*RECORD EXTRACTS*:
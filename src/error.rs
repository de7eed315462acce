//! Error types.
use core::fmt;

use crate::{IV_BYTES, KEY_BYTES};

/// Errors reported when a key or IV of the wrong size is handed to the model.
#[derive(Copy, Clone, Debug, PartialEq, Eq)]
pub enum Error {
    /// The key was not 256 bits. `len` is the length that was supplied,
    /// in the unit of the call (bytes or 32-bit words).
    InvalidKeyLength { len: usize },
    /// The IV was not 128 bits. `len` is the length that was supplied.
    InvalidIvLength { len: usize },
}

impl fmt::Display for Error {
    fn fmt(&self, f: &mut fmt::Formatter<'_>) -> fmt::Result {
        match self {
            Error::InvalidKeyLength { len } => {
                write!(f, "invalid key length {len}, SNOW-Vi takes a {KEY_BYTES}-byte key")
            }
            Error::InvalidIvLength { len } => {
                write!(f, "invalid IV length {len}, SNOW-Vi takes a {IV_BYTES}-byte IV")
            }
        }
    }
}

impl core::error::Error for Error {}
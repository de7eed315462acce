use zeroize::Zeroize;

use crate::{INIT_ROUNDS, IV_BYTES, KEY_BYTES, LFSR_CELLS, aesr, lfsr, snapshot::Snapshot};

/// Byte permutation σ applied to the new R1.
const SIGMA: [usize; 16] = [0, 4, 8, 12, 1, 5, 9, 13, 2, 6, 10, 14, 3, 7, 11, 15];

/// The full SNOW-Vi register file.
///
/// A zero state is inert: it can be built and inspected, but keystream is
/// only ever read from a state that went through the warm-up inside
/// [`SnowViCore`](crate::SnowViCore).
#[derive(Clone, Default, PartialEq, Eq, Zeroize)]
pub struct CipherState {
    /// LFSR-A cells `a0..a15`.
    pub(crate) a: [u16; LFSR_CELLS],
    /// LFSR-B cells `b0..b15`.
    pub(crate) b: [u16; LFSR_CELLS],
    pub(crate) r1: [u32; 4],
    pub(crate) r2: [u32; 4],
    pub(crate) r3: [u32; 4],
}

impl CipherState {
    /// Returns the all-zero state.
    pub const fn new() -> Self {
        Self {
            a: [0; LFSR_CELLS],
            b: [0; LFSR_CELLS],
            r1: [0; 4],
            r2: [0; 4],
            r3: [0; 4],
        }
    }

    /// Returns a copy of every register.
    pub fn snapshot(&self) -> Snapshot {
        Snapshot {
            lfsr_a: self.a,
            lfsr_b: self.b,
            r1: self.r1,
            r2: self.r2,
            r3: self.r3,
        }
    }

    /// Key/IV loading.
    ///
    /// ```text
    /// (a15, ..., a8) ← (k7, ..., k0)     (a7, ..., a0) ← (iv7, ..., iv0)
    /// (b15, ..., b8) ← (k15, ..., k8)    (b7, ..., b0) ← b_low
    /// R1, R2, R3 ← 0
    /// ```
    pub(crate) fn load(key: &[u8; KEY_BYTES], iv: &[u8; IV_BYTES], b_low: &[u16; 8]) -> Self {
        let (k_lo, k_hi) = key.split_at(KEY_BYTES / 2);
        let mut state = Self::new();
        let (a_lo, a_hi) = state.a.split_at_mut(LFSR_CELLS / 2);
        lfsr::load_cells(a_lo, iv);
        lfsr::load_cells(a_hi, k_lo);
        let (b_lo, b_hi) = state.b.split_at_mut(LFSR_CELLS / 2);
        b_lo.copy_from_slice(b_low);
        lfsr::load_cells(b_hi, k_hi);
        state
    }

    /// `z = (R1 +₃₂ T1) ⊕ R2` for the current state.
    #[inline(always)]
    pub(crate) fn keystream(&self) -> [u32; 4] {
        let t1 = lfsr::high_lanes(&self.b);
        let mut z = [0u32; 4];
        for (((z, &t1), &r1), &r2) in z.iter_mut().zip(&t1).zip(&self.r1).zip(&self.r2) {
            *z = r1.wrapping_add(t1) ^ r2;
        }
        z
    }

    /// ```text
    /// T2 ← (a15, ..., a8)
    /// tmp ← R2 +₃₂ (R3 ⊕ T2)
    /// R3 ← AESR(R2)
    /// R2 ← AESR(R1)
    /// R1 ← σ(tmp)
    /// ```
    #[inline(always)]
    fn update_fsm(&mut self) {
        let t2 = lfsr::high_lanes(&self.a);
        let mut tmp = [0u32; 4];
        for (((tmp, &t2), &r2), &r3) in tmp.iter_mut().zip(&t2).zip(&self.r2).zip(&self.r3) {
            *tmp = (t2 ^ r3).wrapping_add(r2);
        }

        self.r3 = aesr::round(&self.r2);
        self.r2 = aesr::round(&self.r1);
        self.r1 = permute_sigma(&tmp);
    }

    /// One cipher clock. Both halves read the taps of the pre-step state:
    /// the FSM only looks at the upper half of A, which the LFSR update
    /// rewrites, so the FSM goes first.
    #[inline(always)]
    pub(crate) fn step(&mut self) {
        self.update_fsm();
        lfsr::clock(&mut self.a, &mut self.b);
    }

    /// Warm-up round `round` (1-based): the step of the initialization
    /// mode, where z is fed back into LFSR-A and the key is re-injected into
    /// R1 at the two final rounds.
    pub(crate) fn warm_up(&mut self, round: usize, key: &[u8; KEY_BYTES]) {
        let z = self.keystream();
        self.step();
        lfsr::xor_high_lanes(&mut self.a, &z);

        let (k_lo, k_hi) = key.split_at(KEY_BYTES / 2);
        if round == INIT_ROUNDS - 1 {
            xor_lanes(&mut self.r1, k_lo);
        } else if round == INIT_ROUNDS {
            xor_lanes(&mut self.r1, k_hi);
        }
    }
}

impl core::fmt::Debug for CipherState {
    fn fmt(&self, f: &mut core::fmt::Formatter<'_>) -> core::fmt::Result {
        f.write_str("CipherState { ... }")
    }
}

#[inline(always)]
fn xor_lanes(r: &mut [u32; 4], bytes: &[u8]) {
    for (r, chunk) in r.iter_mut().zip(bytes.chunks_exact(4)) {
        *r ^= u32::from_le_bytes([chunk[0], chunk[1], chunk[2], chunk[3]]);
    }
}

#[inline(always)]
fn permute_sigma(x: &[u32; 4]) -> [u32; 4] {
    let mut bytes = [0u8; 16];
    for (chunk, lane) in bytes.chunks_exact_mut(4).zip(x) {
        chunk.copy_from_slice(&lane.to_le_bytes());
    }

    let mut out = [0u32; 4];
    for (j, lane) in out.iter_mut().enumerate() {
        let s = &SIGMA[4 * j..4 * j + 4];
        *lane = u32::from_le_bytes([bytes[s[0]], bytes[s[1]], bytes[s[2]], bytes[s[3]]]);
    }
    out
}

*EXERCISE*: Output exactly the lines of the material above from the one containing "let (a_lo, a_hi)" up to and including the one containing "else if round".

*OUTPUT BELOW*:
        let (a_lo, a_hi) = state.a.split_at_mut(LFSR_CELLS / 2);
        lfsr::load_cells(a_lo, iv);
        lfsr::load_cells(a_hi, k_lo);
        let (b_lo, b_hi) = state.b.split_at_mut(LFSR_CELLS / 2);
        b_lo.copy_from_slice(b_low);
        lfsr::load_cells(b_hi, k_hi);
        state
    }

    /// `z = (R1 +₃₂ T1) ⊕ R2` for the current state.
    #[inline(always)]
    pub(crate) fn keystream(&self) -> [u32; 4] {
        let t1 = lfsr::high_lanes(&self.b);
        let mut z = [0u32; 4];
        for (((z, &t1), &r1), &r2) in z.iter_mut().zip(&t1).zip(&self.r1).zip(&self.r2) {
            *z = r1.wrapping_add(t1) ^ r2;
        }
        z
    }

    /// ```text
    /// T2 ← (a15, ..., a8)
    /// tmp ← R2 +₃₂ (R3 ⊕ T2)
    /// R3 ← AESR(R2)
    /// R2 ← AESR(R1)
    /// R1 ← σ(tmp)
    /// ```
    #[inline(always)]
    fn update_fsm(&mut self) {
        let t2 = lfsr::high_lanes(&self.a);
        let mut tmp = [0u32; 4];
        for (((tmp, &t2), &r2), &r3) in tmp.iter_mut().zip(&t2).zip(&self.r2).zip(&self.r3) {
            *tmp = (t2 ^ r3).wrapping_add(r2);
        }

        self.r3 = aesr::round(&self.r2);
        self.r2 = aesr::round(&self.r1);
        self.r1 = permute_sigma(&tmp);
    }

    /// One cipher clock. Both halves read the taps of the pre-step state:
    /// the FSM only looks at the upper half of A, which the LFSR update
    /// rewrites, so the FSM goes first.
    #[inline(always)]
    pub(crate) fn step(&mut self) {
        self.update_fsm();
        lfsr::clock(&mut self.a, &mut self.b);
    }

    /// Warm-up round `round` (1-based): the step of the initialization
    /// mode, where z is fed back into LFSR-A and the key is re-injected into
    /// R1 at the two final rounds.
    pub(crate) fn warm_up(&mut self, round: usize, key: &[u8; KEY_BYTES]) {
        let z = self.keystream();
        self.step();
        lfsr::xor_high_lanes(&mut self.a, &z);

        let (k_lo, k_hi) = key.split_at(KEY_BYTES / 2);
        if round == INIT_ROUNDS - 1 {
            xor_lanes(&mut self.r1, k_lo);
        } else if round == INIT_ROUNDS {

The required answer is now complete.